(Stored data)

◆ ◆ ◆ ◆ ◆

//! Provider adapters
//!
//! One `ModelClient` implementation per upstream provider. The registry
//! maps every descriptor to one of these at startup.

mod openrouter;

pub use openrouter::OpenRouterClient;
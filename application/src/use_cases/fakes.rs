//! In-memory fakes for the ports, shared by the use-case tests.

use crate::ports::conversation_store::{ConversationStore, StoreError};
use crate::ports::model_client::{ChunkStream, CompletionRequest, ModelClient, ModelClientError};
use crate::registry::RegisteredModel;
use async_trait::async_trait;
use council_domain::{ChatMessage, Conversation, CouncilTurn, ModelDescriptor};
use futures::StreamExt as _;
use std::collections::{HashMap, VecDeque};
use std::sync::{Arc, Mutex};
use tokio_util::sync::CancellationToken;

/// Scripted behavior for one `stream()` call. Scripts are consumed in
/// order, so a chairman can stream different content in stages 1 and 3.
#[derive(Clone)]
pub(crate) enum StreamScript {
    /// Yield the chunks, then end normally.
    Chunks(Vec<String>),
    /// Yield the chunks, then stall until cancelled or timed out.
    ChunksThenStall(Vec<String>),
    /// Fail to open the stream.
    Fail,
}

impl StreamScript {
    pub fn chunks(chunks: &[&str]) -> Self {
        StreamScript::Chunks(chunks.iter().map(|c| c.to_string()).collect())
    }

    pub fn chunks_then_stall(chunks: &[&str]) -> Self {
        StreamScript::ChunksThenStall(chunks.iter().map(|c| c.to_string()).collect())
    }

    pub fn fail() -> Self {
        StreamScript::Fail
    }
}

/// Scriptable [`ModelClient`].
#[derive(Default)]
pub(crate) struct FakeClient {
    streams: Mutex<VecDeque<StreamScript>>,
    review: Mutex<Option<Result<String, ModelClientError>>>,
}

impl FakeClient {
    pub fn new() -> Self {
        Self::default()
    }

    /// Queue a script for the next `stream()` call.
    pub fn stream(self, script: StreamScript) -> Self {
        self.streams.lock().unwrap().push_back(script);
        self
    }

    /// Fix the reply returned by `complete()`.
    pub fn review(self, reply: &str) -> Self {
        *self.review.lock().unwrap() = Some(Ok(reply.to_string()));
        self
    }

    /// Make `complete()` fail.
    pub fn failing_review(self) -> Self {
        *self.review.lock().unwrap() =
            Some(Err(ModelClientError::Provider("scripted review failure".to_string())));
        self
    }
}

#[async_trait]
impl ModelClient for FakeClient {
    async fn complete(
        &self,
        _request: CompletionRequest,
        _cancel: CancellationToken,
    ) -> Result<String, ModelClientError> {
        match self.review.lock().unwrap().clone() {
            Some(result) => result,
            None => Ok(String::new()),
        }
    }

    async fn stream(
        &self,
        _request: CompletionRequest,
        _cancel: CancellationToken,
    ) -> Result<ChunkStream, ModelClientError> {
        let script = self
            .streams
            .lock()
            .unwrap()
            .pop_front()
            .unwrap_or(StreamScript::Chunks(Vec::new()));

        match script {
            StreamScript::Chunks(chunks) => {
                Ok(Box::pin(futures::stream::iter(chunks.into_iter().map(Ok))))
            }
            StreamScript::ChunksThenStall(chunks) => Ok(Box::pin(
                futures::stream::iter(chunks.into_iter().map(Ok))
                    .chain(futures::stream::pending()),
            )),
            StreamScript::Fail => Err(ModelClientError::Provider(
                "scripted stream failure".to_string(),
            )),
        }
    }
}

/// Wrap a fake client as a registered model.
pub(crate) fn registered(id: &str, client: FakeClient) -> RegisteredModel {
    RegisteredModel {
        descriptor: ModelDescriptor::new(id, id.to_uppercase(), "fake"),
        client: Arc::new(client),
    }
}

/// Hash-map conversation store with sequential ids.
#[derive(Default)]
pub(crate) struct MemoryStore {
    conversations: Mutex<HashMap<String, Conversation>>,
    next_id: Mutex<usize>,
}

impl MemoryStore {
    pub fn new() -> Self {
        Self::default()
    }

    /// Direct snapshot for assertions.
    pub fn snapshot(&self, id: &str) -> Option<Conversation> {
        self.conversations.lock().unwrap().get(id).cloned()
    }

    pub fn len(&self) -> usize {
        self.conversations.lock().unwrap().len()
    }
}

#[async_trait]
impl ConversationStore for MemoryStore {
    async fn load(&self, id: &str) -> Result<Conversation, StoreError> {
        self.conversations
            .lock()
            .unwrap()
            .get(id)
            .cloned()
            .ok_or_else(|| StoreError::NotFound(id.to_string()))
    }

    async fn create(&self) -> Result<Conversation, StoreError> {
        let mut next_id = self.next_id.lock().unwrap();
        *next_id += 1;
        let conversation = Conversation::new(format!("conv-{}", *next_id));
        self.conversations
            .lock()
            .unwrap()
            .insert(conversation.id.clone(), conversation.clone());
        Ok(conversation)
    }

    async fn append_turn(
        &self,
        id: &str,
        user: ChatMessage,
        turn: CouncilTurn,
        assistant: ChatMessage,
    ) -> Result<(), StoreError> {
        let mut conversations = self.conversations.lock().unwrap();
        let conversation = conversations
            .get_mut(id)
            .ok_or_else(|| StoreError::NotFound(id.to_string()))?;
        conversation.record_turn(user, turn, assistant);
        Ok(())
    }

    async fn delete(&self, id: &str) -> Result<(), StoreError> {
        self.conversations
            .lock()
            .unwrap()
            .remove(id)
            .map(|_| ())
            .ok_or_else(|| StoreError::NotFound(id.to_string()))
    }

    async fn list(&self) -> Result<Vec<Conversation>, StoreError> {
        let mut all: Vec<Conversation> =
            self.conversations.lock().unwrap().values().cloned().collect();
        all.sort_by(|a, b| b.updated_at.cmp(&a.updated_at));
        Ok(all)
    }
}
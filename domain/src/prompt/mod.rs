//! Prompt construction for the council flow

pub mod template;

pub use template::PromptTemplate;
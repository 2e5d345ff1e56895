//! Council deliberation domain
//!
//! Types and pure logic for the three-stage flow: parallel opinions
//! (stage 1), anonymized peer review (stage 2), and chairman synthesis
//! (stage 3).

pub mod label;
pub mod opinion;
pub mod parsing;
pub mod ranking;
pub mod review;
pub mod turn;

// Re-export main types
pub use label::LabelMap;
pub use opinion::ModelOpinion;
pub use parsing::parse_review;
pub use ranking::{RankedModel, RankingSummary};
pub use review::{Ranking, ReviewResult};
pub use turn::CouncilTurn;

◆ ◆ ◆ ◆ ◆

Activity: Lines after the one containing "#[derive(Clone)]" are not part of the task. Output the entries exactly from their first line through that one.

Written reply:
//! Provider adapters
//!
//! One `ModelClient` implementation per upstream provider. The registry
//! maps every descriptor to one of these at startup.

mod openrouter;

pub use openrouter::OpenRouterClient;
filename application/src/use_cases/fakes.rs
//! In-memory fakes for the ports, shared by the use-case tests.

use crate::ports::conversation_store::{ConversationStore, StoreError};
use crate::ports::model_client::{ChunkStream, CompletionRequest, ModelClient, ModelClientError};
use crate::registry::RegisteredModel;
use async_trait::async_trait;
use council_domain::{ChatMessage, Conversation, CouncilTurn, ModelDescriptor};
use futures::StreamExt as _;
use std::collections::{HashMap, VecDeque};
use std::sync::{Arc, Mutex};
use tokio_util::sync::CancellationToken;

/// Scripted behavior for one `stream()` call. Scripts are consumed in
/// order, so a chairman can stream different content in stages 1 and 3.
#[derive(Clone)]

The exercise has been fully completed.